* Activity
In the entries that follow, find the line containing "use const_oid::ObjectIdentifier;", then output exactly every line from the first through that one.

* Material for the task

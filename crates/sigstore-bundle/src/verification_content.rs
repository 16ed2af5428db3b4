//! Verification content of a bundle
//!
//! The signer is identified either by a short-lived certificate chain issued
//! by a Fulcio certificate authority ([`CertificateChain`]) or by a hint naming
//! a long-lived key registered in the trust material ([`PublicKeyIdentifier`]).
//!
//! Certificate chains are evaluated at the leaf's `notBefore`, not the current
//! time. Fulcio certificates live for minutes, and a bundle must keep
//! verifying after its leaf has expired.

use crate::error::{Error, Result};
use crate::signature_content::SignatureContent;
use chrono::{DateTime, Utc};
use const_oid::ObjectIdentifier;
use sigstore_crypto::{build_certificate_path, PublicKey, Verifier, X509Certificate};
use sigstore_trust_root::TrustedMaterial;
use sigstore_types::HashAlgorithm;

/// Fulcio OIDC issuer extension (1.3.6.1.4.1.57264.1.1)
pub const FULCIO_ISSUER_OID: ObjectIdentifier =
    ObjectIdentifier::new_unwrap("1.3.6.1.4.1.57264.1.1");

/// A key presented for comparison against verification content
#[derive(Debug, Clone, Copy)]
pub enum CandidateKey<'a> {
    Certificate(&'a X509Certificate),
    PublicKey(&'a PublicKey),
    /// Key material of a form that supports no equality check
    Opaque(&'a [u8]),
}

/// Leaf-first certificate chain
#[derive(Debug, Clone, PartialEq, Eq)]
pub struct CertificateChain {
    leaf: X509Certificate,
    intermediates: Vec<X509Certificate>,
}

impl CertificateChain {
    /// Build a chain from leaf-first certificates
    pub fn new(certificates: Vec<X509Certificate>) -> Result<Self> {
        let mut certificates = certificates.into_iter();
        let leaf = certificates.next().ok_or(Error::EmptyCertificateChain)?;
        Ok(Self {
            leaf,
            intermediates: certificates.collect(),
        })
    }

    /// Parse a chain from leaf-first DER encodings
    pub fn from_der_chain<I, B>(ders: I) -> Result<Self>
    where
        I: IntoIterator<Item = B>,
        B: AsRef<[u8]>,
    {
        let certificates = ders
            .into_iter()
            .map(|der| X509Certificate::from_der(der.as_ref()))
            .collect::<std::result::Result<Vec<_>, _>>()
            .map_err(Error::InvalidCertificate)?;
        Self::new(certificates)
    }

    /// The signer's certificate
    pub fn leaf(&self) -> &X509Certificate {
        &self.leaf
    }

    /// Certificates shipped after the leaf; not necessarily on the final path
    pub fn intermediates(&self) -> &[X509Certificate] {
        &self.intermediates
    }

    /// All certificates, leaf first
    pub fn certificates(&self) -> impl Iterator<Item = &X509Certificate> {
        std::iter::once(&self.leaf).chain(self.intermediates.iter())
    }

    pub fn compare_key(&self, candidate: &CandidateKey<'_>, _trust: &dyn TrustedMaterial) -> bool {
        match candidate {
            CandidateKey::Certificate(cert) => *cert == &self.leaf,
            CandidateKey::PublicKey(_) | CandidateKey::Opaque(_) => false,
        }
    }

    pub fn valid_at_time(&self, time: DateTime<Utc>, _trust: &dyn TrustedMaterial) -> bool {
        self.leaf.is_valid_at(time)
    }

    /// Check the signature, then chain the leaf to a trusted authority
    ///
    /// Authorities are tried in order and the first that accepts wins. An
    /// authority is only considered if its validity window covers the whole
    /// leaf validity.
    pub fn verify(&self, content: &SignatureContent, trust: &dyn TrustedMaterial) -> Result<()> {
        let verifier = self
            .leaf
            .public_key()
            .and_then(|key| Verifier::load(key, HashAlgorithm::Sha2_256))
            .map_err(Error::InvalidKey)?;

        tracing::debug!(
            "Checking {} signature against leaf certificate",
            verifier.scheme().name()
        );
        content.check_signature(&verifier)?;

        let not_before = self.leaf.not_before();
        let not_after = self.leaf.not_after();

        for (index, ca) in trust.fulcio_certificate_authorities().iter().enumerate() {
            if !ca.valid_for.covers(not_before, not_after) {
                tracing::debug!(
                    "Skipping certificate authority {} ({}): validity window does not cover leaf {} - {}",
                    index,
                    ca.uri,
                    not_before,
                    not_after
                );
                continue;
            }

            let intermediates: Vec<&X509Certificate> = self
                .intermediates
                .iter()
                .chain(ca.intermediates.iter())
                .collect();

            match build_certificate_path(&self.leaf, &intermediates, &ca.root, not_before) {
                Ok(()) => {
                    tracing::debug!(
                        "Certificate chain verified against certificate authority {} ({})",
                        index,
                        ca.uri
                    );
                    return Ok(());
                }
                Err(e) => {
                    tracing::debug!(
                        "Certificate authority {} ({}) rejected chain: {}",
                        index,
                        ca.uri,
                        e
                    );
                }
            }
        }

        tracing::warn!(
            "No trusted certificate authority accepted the certificate chain for leaf issued at {}",
            not_before
        );
        Err(Error::ChainVerificationFailed)
    }

    /// OIDC issuer recorded by Fulcio in the leaf
    pub fn issuer(&self) -> Option<String> {
        self.leaf
            .extension_value(FULCIO_ISSUER_OID)
            .map(|value| String::from_utf8_lossy(value).into_owned())
    }

    /// First URI Subject Alternative Name of the leaf
    pub fn san(&self) -> Option<String> {
        self.leaf.uri_sans().first().cloned()
    }
}

/// Reference to a key registered in the trust material
#[derive(Debug, Clone, PartialEq, Eq)]
pub struct PublicKeyIdentifier {
    hint: String,
}

impl PublicKeyIdentifier {
    pub fn new(hint: impl Into<String>) -> Self {
        Self { hint: hint.into() }
    }

    pub fn hint(&self) -> &str {
        &self.hint
    }

    pub fn compare_key(&self, candidate: &CandidateKey<'_>, trust: &dyn TrustedMaterial) -> bool {
        let CandidateKey::PublicKey(candidate) = candidate else {
            return false;
        };
        trust
            .public_key_verifier(&self.hint)
            .map(|key| key.public_key() == *candidate)
            .unwrap_or(false)
    }

    pub fn valid_at_time(&self, time: DateTime<Utc>, trust: &dyn TrustedMaterial) -> bool {
        trust
            .public_key_verifier(&self.hint)
            .map(|key| key.valid_at_time(time))
            .unwrap_or(false)
    }

    pub fn verify(&self, content: &SignatureContent, trust: &dyn TrustedMaterial) -> Result<()> {
        let key = trust.public_key_verifier(&self.hint).map_err(|e| {
            tracing::debug!("Public key hint {} not found in trust material", self.hint);
            Error::UnresolvableKey(e)
        })?;
        content.check_signature(key.verifier())
    }
}

/// Who signed a bundle
#[derive(Debug, Clone, PartialEq, Eq)]
pub enum VerificationContent {
    CertificateChain(CertificateChain),
    PublicKey(PublicKeyIdentifier),
}

impl VerificationContent {
    pub fn as_certificate_chain(&self) -> Option<&CertificateChain> {
        match self {
            VerificationContent::CertificateChain(chain) => Some(chain),
            VerificationContent::PublicKey(_) => None,
        }
    }

    pub fn as_public_key(&self) -> Option<&PublicKeyIdentifier> {
        match self {
            VerificationContent::PublicKey(key) => Some(key),
            VerificationContent::CertificateChain(_) => None,
        }
    }

    /// Whether `candidate` is the key this content names
    pub fn compare_key(&self, candidate: &CandidateKey<'_>, trust: &dyn TrustedMaterial) -> bool {
        match self {
            VerificationContent::CertificateChain(chain) => chain.compare_key(candidate, trust),
            VerificationContent::PublicKey(key) => key.compare_key(candidate, trust),
        }
    }

    pub fn valid_at_time(&self, time: DateTime<Utc>, trust: &dyn TrustedMaterial) -> bool {
        match self {
            VerificationContent::CertificateChain(chain) => chain.valid_at_time(time, trust),
            VerificationContent::PublicKey(key) => key.valid_at_time(time, trust),
        }
    }

    /// Decide whether `content` was signed by a trusted credential
    pub fn verify(&self, content: &SignatureContent, trust: &dyn TrustedMaterial) -> Result<()> {
        match self {
            VerificationContent::CertificateChain(chain) => chain.verify(content, trust),
            VerificationContent::PublicKey(key) => key.verify(content, trust),
        }
    }

    /// `None` for public keys
    pub fn issuer(&self) -> Option<String> {
        self.as_certificate_chain().and_then(CertificateChain::issuer)
    }

    /// `None` for public keys
    pub fn san(&self) -> Option<String> {
        self.as_certificate_chain().and_then(CertificateChain::san)
    }
}

impl From<CertificateChain> for VerificationContent {
    fn from(chain: CertificateChain) -> Self {
        VerificationContent::CertificateChain(chain)
    }
}

impl From<PublicKeyIdentifier> for VerificationContent {
    fn from(key: PublicKeyIdentifier) -> Self {
        VerificationContent::PublicKey(key)
    }
}

#[cfg(test)]
mod tests {
    use super::*;
    use sigstore_trust_root::{TrustedPublicKey, TrustedRoot, ValidityPeriod};

    fn ed25519_key(seed: u8) -> PublicKey {
        PublicKey::from(ed25519_dalek::SigningKey::from_bytes(&[seed; 32]).verifying_key())
    }

    fn trust_with_key(hint: &str, key: PublicKey) -> TrustedRoot {
        let verifier = Verifier::load(key, HashAlgorithm::Sha2_256).unwrap();
        TrustedRoot::new().with_public_key(hint, TrustedPublicKey::new(verifier))
    }

    #[test]
    fn test_empty_chain_rejected() {
        assert!(matches!(
            CertificateChain::new(Vec::new()),
            Err(Error::EmptyCertificateChain)
        ));
        assert!(matches!(
            CertificateChain::from_der_chain(Vec::<Vec<u8>>::new()),
            Err(Error::EmptyCertificateChain)
        ));
    }

    #[test]
    fn test_malformed_chain_rejected() {
        assert!(matches!(
            CertificateChain::from_der_chain([b"not a certificate".as_slice()]),
            Err(Error::InvalidCertificate(_))
        ));
    }

    #[test]
    fn test_public_key_compare_key() {
        let trust = trust_with_key("k", ed25519_key(1));
        let id = PublicKeyIdentifier::new("k");

        assert!(id.compare_key(&CandidateKey::PublicKey(&ed25519_key(1)), &trust));
        assert!(!id.compare_key(&CandidateKey::PublicKey(&ed25519_key(2)), &trust));
        assert!(!id.compare_key(&CandidateKey::Opaque(b"k"), &trust));

        let unknown = PublicKeyIdentifier::new("missing");
        assert!(!unknown.compare_key(&CandidateKey::PublicKey(&ed25519_key(1)), &trust));
    }

    #[test]
    fn test_public_key_valid_at_time() {
        let start = DateTime::<Utc>::from_timestamp(1_700_000_000, 0).unwrap();
        let verifier = Verifier::load(ed25519_key(1), HashAlgorithm::Sha2_256).unwrap();
        let trust = TrustedRoot::new().with_public_key(
            "k",
            TrustedPublicKey::new(verifier)
                .with_validity_period(ValidityPeriod::unbounded().starting_at(start)),
        );

        let id = VerificationContent::from(PublicKeyIdentifier::new("k"));
        assert!(id.valid_at_time(start, &trust));
        assert!(!id.valid_at_time(start - chrono::Duration::seconds(1), &trust));
        assert!(!PublicKeyIdentifier::new("missing").valid_at_time(start, &trust));
    }

    #[test]
    fn test_public_key_has_no_identity() {
        let id = VerificationContent::from(PublicKeyIdentifier::new("k"));
        assert_eq!(id.issuer(), None);
        assert_eq!(id.san(), None);
        assert!(id.as_public_key().is_some());
        assert!(id.as_certificate_chain().is_none());
    }

    #[test]
    fn test_issuer_oid() {
        assert_eq!(FULCIO_ISSUER_OID.to_string(), "1.3.6.1.4.1.57264.1.1");
    }
}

* Result of the exercise
filename crates/sigstore-bundle/src/verification_content.rs
repository 16ed2af5428db3b4
//! Verification content of a bundle
//!
//! The signer is identified either by a short-lived certificate chain issued
//! by a Fulcio certificate authority ([`CertificateChain`]) or by a hint naming
//! a long-lived key registered in the trust material ([`PublicKeyIdentifier`]).
//!
//! Certificate chains are evaluated at the leaf's `notBefore`, not the current
//! time. Fulcio certificates live for minutes, and a bundle must keep
//! verifying after its leaf has expired.

use crate::error::{Error, Result};
use crate::signature_content::SignatureContent;
use chrono::{DateTime, Utc};
use const_oid::ObjectIdentifier;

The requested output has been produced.